Studierende als aktive Ausstellungsgestalter
Ein besonderes Merkmal der Ausstellung ist die intensive Einbindung von Studierenden der Universität Bamberg. Bereits im Sommersemester 2025 analysierten zwei kunsthistorische Seminare das Baumeisterbuch. Dabei identifizierten die Studierenden zentrale Themen wie:
-
Feuerschutz
-
Wald- und Rohstoffnutzung
-
Lohnstrukturen im Bauwesen
-
soziale Organisation im städtischen Umfeld
Diese studentischen Rechercheergebnisse flossen direkt in die inhaltliche Konzeption der Ausstellung ein.
Im Wintersemester 2025/26 entwickelten die Studierenden zudem Führungskonzepte und Vermittlungsformate, die den Museumsbesuch für das Publikum besonders zugänglich machen. Die regelmäßige Durchführung der Führungen liegt ebenfalls bei ihnen – ein praxisnahes Projekt, das viele erstmals direkt mit der Museumsarbeit in Kontakt bringt.
Studierende berichten von neuen Perspektiven auf die eigene Stadt: Wer wie Ivo Bertschy in Nürnberg lebt, entdeckt vertraute Orte plötzlich mit historischem Blick. Andere wie Dagmar Leibach, die bereits Museumserfahrung mitbringen, betonen die Bedeutung von Offenheit, Neugier und dem eigenständigen Arbeiten mit historischen Quellen für zukünftige Tätigkeiten im Kulturbereich.

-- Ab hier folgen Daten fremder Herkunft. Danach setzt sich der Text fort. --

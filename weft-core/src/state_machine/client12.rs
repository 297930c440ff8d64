//! TLS 1.2 client states.
//!
//! ```text
//! Idle -> ClientHelloSent -> ServerHelloReceived
//!   full:     -> CertificateReceived [-> ServerKeyExchangeReceived]
//!             -> ServerHelloDoneReceived -> ClientKeyExchangeSent
//!             -> ChangeCipherSpecSent -> FinishedSent
//!             -> ChangeCipherSpecReceived -> FinishedReceived -> Connected
//!   resumed:  -> ChangeCipherSpecReceived -> FinishedReceived
//!             -> ChangeCipherSpecSent -> FinishedSent -> Connected
//! Connected -> CloseReceived | CloseSent | ClientHelloSent (renegotiation)
//! ```

use super::{Event, Facts, StateTable};
use crate::protocol::HandshakeType;

/// TLS 1.2 client handshake state.
#[derive(Debug, Clone, Copy, PartialEq, Eq, Hash)]
pub enum Client12State {
    /// Nothing sent yet
    Idle,
    /// ClientHello sent
    ClientHelloSent,
    /// ServerHello received
    ServerHelloReceived,
    /// Server Certificate received
    CertificateReceived,
    /// ServerKeyExchange received
    ServerKeyExchangeReceived,
    /// ServerHelloDone received
    ServerHelloDoneReceived,
    /// ClientKeyExchange sent
    ClientKeyExchangeSent,
    /// ChangeCipherSpec sent
    ChangeCipherSpecSent,
    /// Finished sent
    FinishedSent,
    /// ChangeCipherSpec received
    ChangeCipherSpecReceived,
    /// Server Finished received
    FinishedReceived,
    /// Handshake complete
    Connected,
    /// close_notify received
    CloseReceived,
    /// close_notify sent
    CloseSent,
}

impl StateTable for Client12State {
    const IDLE: Self = Client12State::Idle;

    const ALL: &'static [Self] = &[
        Client12State::Idle,
        Client12State::ClientHelloSent,
        Client12State::ServerHelloReceived,
        Client12State::CertificateReceived,
        Client12State::ServerKeyExchangeReceived,
        Client12State::ServerHelloDoneReceived,
        Client12State::ClientKeyExchangeSent,
        Client12State::ChangeCipherSpecSent,
        Client12State::FinishedSent,
        Client12State::ChangeCipherSpecReceived,
        Client12State::FinishedReceived,
        Client12State::Connected,
        Client12State::CloseReceived,
        Client12State::CloseSent,
    ];

    fn permits(self, next: Self, facts: &Facts) -> bool {
        use Client12State::*;
        match (self, next) {
            (Idle, ClientHelloSent) => true,
            (ClientHelloSent, ServerHelloReceived) => true,
            (ServerHelloReceived, CertificateReceived) => !facts.resuming,
            (ServerHelloReceived, ChangeCipherSpecReceived) => facts.resuming,
            (CertificateReceived, ServerKeyExchangeReceived) => facts.needs_server_key_exchange,
            (CertificateReceived, ServerHelloDoneReceived) => !facts.needs_server_key_exchange,
            (ServerKeyExchangeReceived, ServerHelloDoneReceived) => true,
            (ServerHelloDoneReceived, ClientKeyExchangeSent) => true,
            (ClientKeyExchangeSent, ChangeCipherSpecSent) => true,
            (ChangeCipherSpecSent, FinishedSent) => true,
            (FinishedSent, ChangeCipherSpecReceived) => !facts.resuming,
            (FinishedSent, Connected) => facts.resuming,
            (ChangeCipherSpecReceived, FinishedReceived) => true,
            (FinishedReceived, Connected) => !facts.resuming,
            (FinishedReceived, ChangeCipherSpecSent) => facts.resuming,
            (Connected, CloseReceived | CloseSent | ClientHelloSent) => true,
            _ => false,
        }
    }

    fn on_send(event: Event) -> Option<Self> {
        match event {
            Event::Handshake(HandshakeType::ClientHello) => Some(Client12State::ClientHelloSent),
            Event::Handshake(HandshakeType::ClientKeyExchange) => {
                Some(Client12State::ClientKeyExchangeSent)
            },
            Event::Handshake(HandshakeType::Finished) => Some(Client12State::FinishedSent),
            Event::ChangeCipherSpec => Some(Client12State::ChangeCipherSpecSent),
            Event::CloseNotify => Some(Client12State::CloseSent),
            _ => None,
        }
    }

    fn on_receive(event: Event) -> Option<Self> {
        match event {
            Event::Handshake(HandshakeType::ServerHello) => Some(Client12State::ServerHelloReceived),
            Event::Handshake(HandshakeType::Certificate) => Some(Client12State::CertificateReceived),
            Event::Handshake(HandshakeType::ServerKeyExchange) => {
                Some(Client12State::ServerKeyExchangeReceived)
            },
            Event::Handshake(HandshakeType::ServerHelloDone) => {
                Some(Client12State::ServerHelloDoneReceived)
            },
            Event::Handshake(HandshakeType::Finished) => Some(Client12State::FinishedReceived),
            Event::ChangeCipherSpec => Some(Client12State::ChangeCipherSpecReceived),
            Event::CloseNotify => Some(Client12State::CloseReceived),
            _ => None,
        }
    }

    fn is_connected(self) -> bool {
        self == Client12State::Connected
    }
}

#[cfg(test)]
mod tests {
    use super::*;
    use crate::state_machine::{always, check_table, Machine};
    use Client12State::*;

    #[test]
    fn test_table_is_exact() {
        check_table::<Client12State>(&[
            (Idle, ClientHelloSent, always),
            (ClientHelloSent, ServerHelloReceived, always),
            (ServerHelloReceived, CertificateReceived, |f| !f.resuming),
            (ServerHelloReceived, ChangeCipherSpecReceived, |f| f.resuming),
            (CertificateReceived, ServerKeyExchangeReceived, |f| f.needs_server_key_exchange),
            (CertificateReceived, ServerHelloDoneReceived, |f| !f.needs_server_key_exchange),
            (ServerKeyExchangeReceived, ServerHelloDoneReceived, always),
            (ServerHelloDoneReceived, ClientKeyExchangeSent, always),
            (ClientKeyExchangeSent, ChangeCipherSpecSent, always),
            (ChangeCipherSpecSent, FinishedSent, always),
            (FinishedSent, ChangeCipherSpecReceived, |f| !f.resuming),
            (FinishedSent, Connected, |f| f.resuming),
            (ChangeCipherSpecReceived, FinishedReceived, always),
            (FinishedReceived, Connected, |f| !f.resuming),
            (FinishedReceived, ChangeCipherSpecSent, |f| f.resuming),
            (Connected, CloseReceived, always),
            (Connected, CloseSent, always),
            (Connected, ClientHelloSent, always),
        ]);
    }

    #[test]
    fn test_full_handshake_with_key_exchange() {
        let facts = Facts {
            needs_server_key_exchange: true,
            ..Facts::default()
        };
        let mut machine = Machine::<Client12State>::new();
        machine.sent(Event::Handshake(HandshakeType::ClientHello), &facts).unwrap();
        for typ in [
            HandshakeType::ServerHello,
            HandshakeType::Certificate,
            HandshakeType::ServerKeyExchange,
            HandshakeType::ServerHelloDone,
        ] {
            machine.received(Event::Handshake(typ), &facts).unwrap();
        }
        machine
            .sent(Event::Handshake(HandshakeType::ClientKeyExchange), &facts)
            .unwrap();
        machine.sent(Event::ChangeCipherSpec, &facts).unwrap();
        machine.sent(Event::Handshake(HandshakeType::Finished), &facts).unwrap();
        machine.received(Event::ChangeCipherSpec, &facts).unwrap();
        machine
            .received(Event::Handshake(HandshakeType::Finished), &facts)
            .unwrap();
        machine.transition(Connected, &facts).unwrap();
        assert!(machine.is_connected());
    }

    #[test]
    fn test_skipped_key_exchange_is_rejected() {
        let facts = Facts {
            needs_server_key_exchange: true,
            ..Facts::default()
        };
        let mut machine = Machine::<Client12State>::new();
        machine.sent(Event::Handshake(HandshakeType::ClientHello), &facts).unwrap();
        machine
            .received(Event::Handshake(HandshakeType::ServerHello), &facts)
            .unwrap();
        machine
            .received(Event::Handshake(HandshakeType::Certificate), &facts)
            .unwrap();
        assert!(machine
            .received(Event::Handshake(HandshakeType::ServerHelloDone), &facts)
            .is_err());
    }
}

Ein Jubiläum als Ausgangspunkt für neue Forschung
Der Anlass für die Ausstellung ist das 550-jährige Jubiläum der Fertigstellung des Baumeisterbuchs. Bereits im Februar 2025 fand hierzu ein wissenschaftlicher Workshop zur Bauverwaltung in der Frühen Neuzeit statt, organisiert von den beiden Kuratoren. Die Ergebnisse dieses Workshops erscheinen im Begleitband zur Ausstellung, der von der University of Bamberg Press veröffentlicht wird. Der Band wird Ende Dezember 2025 online frei zugänglich sein und bietet eine vertiefte wissenschaftliche Einordnung der städtischen Verwaltung Nürnbergs im Spätmittelalter.

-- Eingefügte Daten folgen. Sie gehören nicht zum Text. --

impl<T: Transport> Connection<T> {
    /// A client connection. Nothing is sent until [`connect`](Self::connect).
    pub fn client(config: Arc<Config>, transport: T) -> Self {
        let handler: Box<dyn ProtocolHandler> = if config.supports(ProtocolVersion::Tls13) {
            Box::new(Client13Handler::new())
        } else {
            Box::new(Client12Handler::new())
        };
        Self::new(Role::Client, handler, config, transport)
    }

    /// A server connection. Nothing is read until [`accept`](Self::accept).
    pub fn server(config: Arc<Config>, transport: T) -> Self {
        let handler: Box<dyn ProtocolHandler> = if config.supports(ProtocolVersion::Tls13) {
            Box::new(Server13Handler::new())
        } else {
            Box::new(Server12Handler::new())
        };
        Self::new(Role::Server, handler, config, transport)
    }

    fn new(role: Role, handler: Box<dyn ProtocolHandler>, config: Arc<Config>, transport: T) -> Self {
        let mut record = RecordLayer::new();
        record.set_max_fragment(config.max_record_size);
        Self {
            role,
            handler,
            channel: Channel {
                config,
                transport,
                record,
                transcript: Transcript::new(),
                sessions: None,
                negotiated: Negotiated::default(),
                early_data: Vec::new(),
            },
            frame: HandshakeFrame::new(),
            incoming: BytesMut::new(),
            early_received: BytesMut::new(),
            handshake_done: false,
            close_sent: false,
            peer_closed: false,
            failed: None,
        }
    }

    /// Share a session cache with other connections.
    pub fn with_session_cache(mut self, cache: Arc<dyn SessionCache>) -> Self {
        self.channel.sessions = Some(cache);
        self
    }

    /// Client: run the handshake to completion.
    pub fn connect(&mut self) -> Result<()> {
        if self.role != Role::Client {
            return Err(Error::InvalidConfig("connect() on a server connection".into()));
        }
        self.check_usable()?;
        let mut link = self.channel.link();
        if let Err(e) = self.handler.start(&mut link) {
            return Err(self.fail(e));
        }
        self.drive_handshake()
    }

    /// Server: run the handshake to completion.
    pub fn accept(&mut self) -> Result<()> {
        if self.role != Role::Server {
            return Err(Error::InvalidConfig("accept() on a client connection".into()));
        }
        self.check_usable()?;
        self.drive_handshake()
    }

    fn check_usable(&self) -> Result<()> {
        match &self.failed {
            Some(error) => Err(error.clone()),
            None => Ok(()),
        }
    }

    fn drive_handshake(&mut self) -> Result<()> {
        while !self.handler.is_connected() {
            match self.receive_next_message()? {
                Incoming::Closed => return Err(self.fail(Error::ConnectionClosed)),
                Incoming::Alert(alert) if alert.description == AlertDescription::NoRenegotiation => {
                    return Err(self.fail(Error::HandshakeFailure(
                        "peer declined to renegotiate".into(),
                    )))
                },
                _ => {},
            }
        }
        Ok(())
    }

    /// Process exactly one handshake message or one non-handshake record.
    ///
    /// Blocks until the transport yields it. Any error is fatal: the
    /// matching alert is sent and the connection stays failed.
    pub fn receive_next_message(&mut self) -> Result<Incoming> {
        self.check_usable()?;
        match self.process_next() {
            Ok(incoming) => Ok(incoming),
            Err(e) => Err(self.fail(e)),
        }
    }

    fn process_next(&mut self) -> Result<Incoming> {
        loop {
            if let Some(raw) = self.frame.pop()? {
                return self.dispatch_handshake(raw);
            }
            let record = self
                .channel
                .record
                .read_record(&mut self.channel.transport)?;
            match record.content_type {
                ContentType::Handshake => self.frame.push(&record.fragment),
                ContentType::ChangeCipherSpec => {
                    if record.fragment != [1] {
                        return Err(Error::decode("malformed ChangeCipherSpec"));
                    }
                    if !self.frame.is_empty() {
                        return Err(Error::UnexpectedMessage(
                            "ChangeCipherSpec inside a handshake message".into(),
                        ));
                    }
                    debug!(state = %self.handler.state_name(), "change_cipher_spec in");
                    let mut link = self.channel.link();
                    self.handler.handle_change_cipher_spec(&mut link)?;
                    return Ok(Incoming::ChangeCipherSpec);
                },
                ContentType::Alert => return self.dispatch_alert(&record.fragment),
                ContentType::ApplicationData => return self.dispatch_application_data(record.fragment),
            }
        }
    }

    fn dispatch_handshake(&mut self, raw: Vec<u8>) -> Result<Incoming> {
        let message = HandshakeMessage::decode(&raw, &self.handler.decode_context())?;
        let typ = message.typ();
        debug!(
            message = message.name(),
            len = raw.len(),
            state = %self.handler.state_name(),
            "handshake in"
        );
        let post_handshake = matches!(
            message,
            HandshakeMessage::HelloRequest
                | HandshakeMessage::NewSessionTicket(_)
                | HandshakeMessage::KeyUpdate { .. }
        );
        if !post_handshake {
            self.channel.transcript.push(&raw);
        }

        let mut link = self.channel.link();
        if let Step::Fallback(handler) = self.handler.handle_message(&mut link, &message, &raw)? {
            debug!(
                from = self.handler.version().name(),
                to = handler.version().name(),
                "version fallback"
            );
            self.handler = handler;
            if let Step::Fallback(_) = self.handler.handle_message(&mut link, &message, &raw)? {
                return Err(Error::Internal("repeated version fallback".into()));
            }
        }

        if self.handler.is_connected() && !self.handshake_done {
            self.handshake_done = true;
        }
        Ok(Incoming::Handshake(typ))
    }

    fn dispatch_alert(&mut self, fragment: &[u8]) -> Result<Incoming> {
        let alert = Alert::decode(fragment)?;
        if alert.description == AlertDescription::CloseNotify {
            debug!("close_notify in");
            if self.handler.is_connected() {
                self.handler.close_received()?;
            }
            self.peer_closed = true;
            return Ok(Incoming::Closed);
        }
        if alert.is_fatal() {
            return Err(Error::AlertReceived(alert.description));
        }
        warn!(description = ?alert.description, "warning alert received");
        Ok(Incoming::Alert(alert))
    }

    fn dispatch_application_data(&mut self, fragment: Vec<u8>) -> Result<Incoming> {
        let len = fragment.len();
        if let Some(limit) = self.handler.early_data_limit() {
            if self.early_received.len() + len > limit {
                return Err(Error::UnexpectedMessage(format!(
                    "early data beyond the {} byte limit",
                    limit
                )));
            }
            trace!(len, "early data in");
            self.early_received.extend_from_slice(&fragment);
            return Ok(Incoming::EarlyData(len));
        }
        let renegotiating = self.handshake_done && self.handler.version() == ProtocolVersion::Tls12;
        if !self.handler.is_connected() && !renegotiating {
            return Err(Error::UnexpectedMessage(
                "application data before the handshake completed".into(),
            ));
        }
        trace!(len, "application data in");
        self.incoming.extend_from_slice(&fragment);
        Ok(Incoming::ApplicationData(len))
    }

    /// Send the fatal alert for `error`, if it has one, and poison the
    /// connection.
    fn fail(&mut self, error: Error) -> Error {
        if let Some(description) = error.alert() {
            let mut link = self.channel.link();
            if let Err(e) = link.send_alert(Alert::fatal(description)) {
                debug!(error = %e, "could not send fatal alert");
            }
        }
        warn!(
            error = %error,
            state = %self.handler.state_name(),
            role = ?self.role,
            "connection failed"
        );
        self.handler.reset();
        self.failed = Some(error.clone());
        error
    }

    /// Send application data, fragmented to the maximum record size.
    pub fn write_application_data(&mut self, data: &[u8]) -> Result<()> {
        self.check_usable()?;
        if !self.handshake_done {
            return Err(Error::InvalidConfig("handshake not complete".into()));
        }
        if self.close_sent {
            return Err(Error::ConnectionClosed);
        }
        let result = self.channel.record.write_record(
            &mut self.channel.transport,
            ContentType::ApplicationData,
            data,
        );
        result.map_err(|e| self.fail(e))
    }

    /// Read buffered application data, processing records until some is
    /// available. Returns 0 once the peer has sent close_notify.
    pub fn read_application_data(&mut self, buf: &mut [u8]) -> Result<usize> {
        self.check_usable()?;
        if !self.handshake_done {
            return Err(Error::InvalidConfig("handshake not complete".into()));
        }
        while self.incoming.is_empty() {
            if self.peer_closed {
                return Ok(0);
            }
            if let Incoming::Closed = self.receive_next_message()? {
                return Ok(0);
            }
        }
        let n = buf.len().min(self.incoming.len());
        buf[..n].copy_from_slice(&self.incoming[..n]);
        self.incoming.advance(n);
        Ok(n)
    }

    /// Send close_notify. Further writes fail; reads drain what the peer
    /// still sends.
    pub fn close(&mut self) -> Result<()> {
        if self.close_sent || self.failed.is_some() {
            return Ok(());
        }
        if self.handler.is_connected() {
            self.handler.close_sent()?;
        }
        let mut link = self.channel.link();
        link.send_alert(Alert::close_notify())?;
        self.close_sent = true;
        Ok(())
    }

    /// Client, TLS 1.2: start a secure renegotiation and run it to completion.
    pub fn renegotiate(&mut self) -> Result<()> {
        self.check_usable()?;
        let mut link = self.channel.link();
        match self.handler.renegotiate(&mut link) {
            Ok(()) => {},
            Err(e @ Error::InvalidConfig(_)) => return Err(e),
            Err(e) => return Err(self.fail(e)),
        }
        self.drive_handshake()?;
        info!("renegotiation complete");
        Ok(())
    }

    /// TLS 1.3: switch to the next write keys, optionally asking the peer
    /// to do the same.
    pub fn update_keys(&mut self, request_peer: bool) -> Result<()> {
        self.check_usable()?;
        let mut link = self.channel.link();
        match self.handler.update_keys(&mut link, request_peer) {
            Ok(()) => Ok(()),
            Err(e @ Error::InvalidConfig(_)) => Err(e),
            Err(e) => Err(self.fail(e)),
        }
    }

    /// Client: data to send as 0-RTT early data if a ticket allows it.
    /// Must be called before [`connect`](Self::connect).
    pub fn set_early_data(&mut self, data: &[u8]) {
        self.channel.early_data = data.to_vec();
    }

    /// Whether the server accepted our early data (client) or we accepted
    /// the client's (server).
    pub fn early_data_accepted(&self) -> bool {
        self.channel.negotiated.early_data_accepted
    }

    /// Server: the early data received so far.
    pub fn take_early_data(&mut self) -> Vec<u8> {
        self.early_received.split().to_vec()
    }

    /// Side of this connection.
    pub fn role(&self) -> Role {
        self.role
    }

    /// True once the handshake (or renegotiation) has completed.
    pub fn is_connected(&self) -> bool {
        self.handler.is_connected()
    }

    /// Current handshake state, for diagnostics.
    pub fn state(&self) -> String {
        self.handler.state_name()
    }

    /// Negotiated version.
    pub fn protocol_version(&self) -> Option<ProtocolVersion> {
        self.channel.negotiated.version
    }

    /// Negotiated suite.
    pub fn cipher_suite(&self) -> Option<CipherSuite> {
        self.channel.negotiated.suite
    }

    /// Whether the handshake resumed a session or ticket.
    pub fn is_resumed(&self) -> bool {
        self.channel.negotiated.resumed
    }

    /// Peer chain, leaf first. Empty when resumed.
    pub fn peer_certificates(&self) -> &[Vec<u8>] {
        &self.channel.negotiated.peer_certificates
    }

    /// Client: the name the server acknowledged. Server: the name the
    /// client asked for.
    pub fn server_name(&self) -> Option<&str> {
        self.channel.negotiated.server_name.as_deref()
    }

    /// The configuration in use.
    pub fn config(&self) -> &Config {
        &self.channel.config
    }

    /// The underlying transport.
    pub fn get_ref(&self) -> &T {
        &self.channel.transport
    }

    /// The underlying transport, mutably. Writing to it directly corrupts
    /// the record stream.
    pub fn get_mut(&mut self) -> &mut T {
        &mut self.channel.transport
    }
}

Wie Geschichte den Blick auf heutige Städte schärft
Die Studioausstellung ‚Baustelle Nürnberg‘ zeigt eindrucksvoll, dass Stadtentwicklung immer ein Zusammenspiel aus Planung, Improvisation, Erfahrung und Innovation ist. Obwohl zwischen dem 15. Jahrhundert und heute Welten liegen, verbindet die Herausforderungen von damals und heute ein gemeinsamer Kern: Städte müssen funktionieren – für die Menschen, die in ihnen leben. Gerade diese Verbindung von Vergangenheit und Gegenwart macht die Ausstellung zu einem spannenden Erlebnis für alle, die sich für Stadtgeschichte, Kulturvermittlung oder historische Quellen interessieren. Die Einbindung der Studierenden der Universität Bamberg zeigt zudem, wie wertvoll praxisorientierte Lehre sein kann und wie sie historische Forschung lebendig macht.